Hi all,
I've been a longterm reader of the forum, but have never posted. In the interest of anonymity, I'm going to be vague: I'm mid-20s, have only been in the workforce a few years (at a few different jobs) due to graduate school, and am now working in a field I theoretically love but that doesn't have anything to do with any of my degrees. I have always had generalized anxiety disorder, but previously have been able to use it to fuel getting good grades, going to top schools, etc. My new job teaches me things I absolutely want to learn but in an extremely stressful and high-paced environment. I would like to own my own business someday in a very specific field, and this job is a great place to learn skills I will need. My job is long and unusual hours, and it takes all my emotional energy just to go to work and get through the day. Out of work, I feel absolutely no energy to do things I previously loved, like reading or listening to podcasts or anything involving intellectual energy. I'm basically a zombie and have been since I started this job 6 months ago.
To make matters worse, I work in a very male-dominated field. I have been sexually harassed twice at work; management has handled it the best way I could have asked for, but these incidents have really upset me. The last incident was a few days ago, and I've found myself having horrible panic attacks thinking about a past sexual assault and a very long verbally abusive relationship I was in. I called out of work one day, worked the next day to try to power through it, then had a full blown panic attack at work the following day and had to go home. I asked to take the weekend off to figure things out.

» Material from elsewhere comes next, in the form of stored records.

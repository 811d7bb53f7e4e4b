use std::io::Write;

use nalgebra::{Point3, Vector3};
use tracing::info;

use crate::{
    errors::{Result, TrajframeError},
    trajectory::Trajectory,
};

/// Writes one position per line with `precision` decimal places.
pub fn print_positions<W: Write>(
    mut writer: W,
    positions: &[Point3<f64>],
    precision: usize,
) -> Result<()> {
    writeln!(writer, "Transformed positions:")?;
    for p in positions {
        writeln!(
            writer,
            "{:.precision$} {:.precision$} {:.precision$}",
            p.x, p.y, p.z
        )?;
    }
    Ok(())
}

/// Per-point differences between a trajectory and a reference, in mm.
#[derive(Debug)]
pub struct Differences {
    diffs: Vec<Vector3<f64>>,
}

impl Differences {
    /// Compares `output` against `reference`.
    ///
    /// The reference is reprojected into the reference system of the output
    /// first. Both must hold the same number of positions.
    pub fn compute(output: &Trajectory, mut reference: Trajectory) -> Result<Self> {
        let epsg = output.epsg().ok_or(TrajframeError::MissingCrs)?;
        reference.to_epsg(epsg)?;
        if reference.len() != output.len() {
            return Err(TrajframeError::LengthMismatch {
                expected: output.len(),
                actual: reference.len(),
            });
        }

        let diffs = output
            .positions()
            .iter()
            .zip(reference.positions())
            .map(|(p, q)| (p - q) * 1000.0)
            .collect();
        Ok(Self { diffs })
    }

    pub fn diffs(&self) -> &[Vector3<f64>] {
        &self.diffs
    }

    /// Largest absolute difference of each axis.
    pub fn max_abs(&self) -> Vector3<f64> {
        self.diffs
            .iter()
            .fold(Vector3::zeros(), |max, d| max.sup(&d.abs()))
    }

    pub fn print<W: Write>(&self, mut writer: W) -> Result<()> {
        writeln!(writer, "Differences to reference [mm]:")?;
        for d in &self.diffs {
            writeln!(writer, "{:.3} {:.3} {:.3}", d.x, d.y, d.z)?;
        }
        let max = self.max_abs();
        writeln!(writer, "Max abs difference [mm]: {:.3} {:.3} {:.3}", max.x, max.y, max.z)?;
        info!(x = max.x, y = max.y, z = max.z, "compared against reference");
        Ok(())
    }
}

#[cfg(test)]
mod tests {
    use super::*;
    use approx::assert_relative_eq;

    fn trajectory(epsg: u32, rows: &[[f64; 3]]) -> Trajectory {
        let mut text = format!("#epsg {epsg}\n#fields t,px,py,pz\n");
        for (i, [x, y, z]) in rows.iter().enumerate() {
            text.push_str(&format!("{i},{x},{y},{z}\n"));
        }
        Trajectory::from_reader(text.as_bytes()).unwrap()
    }

    #[test]
    fn positions_are_rounded() {
        let mut out = Vec::new();
        print_positions(&mut out, &[Point3::new(1.23456, -2.0, 3.99999)], 4).unwrap();
        assert_eq!(
            String::from_utf8(out).unwrap(),
            "Transformed positions:\n1.2346 -2.0000 4.0000\n"
        );
    }

    #[test]
    fn differences_in_millimetres() {
        let output = trajectory(4936, &[[3770000.0, 446000.0, 5108000.0], [1.0, 2.0, 3.0]]);
        let reference = trajectory(4936, &[[3770000.001, 446000.0, 5107999.998], [1.0, 2.0, 3.0]]);

        let differences = Differences::compute(&output, reference).unwrap();
        assert_eq!(differences.diffs().len(), 2);
        assert_relative_eq!(differences.diffs()[0].x, -1.0, epsilon = 1e-4);
        assert_relative_eq!(differences.diffs()[0].z, 2.0, epsilon = 1e-4);
        assert_eq!(differences.diffs()[1], Vector3::zeros());

        let max = differences.max_abs();
        assert_relative_eq!(max.x, 1.0, epsilon = 1e-4);
        assert_relative_eq!(max.y, 0.0);
        assert_relative_eq!(max.z, 2.0, epsilon = 1e-4);
    }

    #[test]
    fn reference_is_reprojected() {
        let output = trajectory(4936, &[[3770000.0, 446000.0, 5108000.0]]);
        let mut reference = output.clone();
        reference.to_epsg(4937).unwrap();

        let differences = Differences::compute(&output, reference).unwrap();
        assert!(differences.max_abs().norm() < 1e-2);
    }

    #[test]
    fn point_counts_must_match() {
        let output = trajectory(4936, &[[1.0, 2.0, 3.0]]);
        let reference = trajectory(4936, &[[1.0, 2.0, 3.0], [4.0, 5.0, 6.0]]);
        assert!(matches!(
            Differences::compute(&output, reference),
            Err(TrajframeError::LengthMismatch {
                expected: 1,
                actual: 2
            })
        ));
    }
}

Part of me wants to show that these men can't tear me down, but the other part is tired of policing men and forcing them to be decent human beings.
For my age, I am doing okay financially: my job pays very little, but I have an emergency fund and 20k in an IRA. I have the support of my parents, whatever decision I make (both emotional and financial -- I am very very lucky). I am looking for less stressful jobs, and have an interview in my field on Tuesday. I basically have to figure out what I'm doing with regards to my job by tomorrow. I know it's better to look for a job when you have a job, but I am so emotionally depleted and tired. I don't want to feel like a quitter or like I've given up, but I'm struggling right now. I should point out I am in no danger to myself or others and I see a therapist weekly and a psychiatrist every month. I am seeing my therapist tomorrow. Is it ever okay to leave your job for mental health reasons? How do I possibly explain this to future employers? Am I screwing myself over if I leave my job without another lined up? Thank you for your help!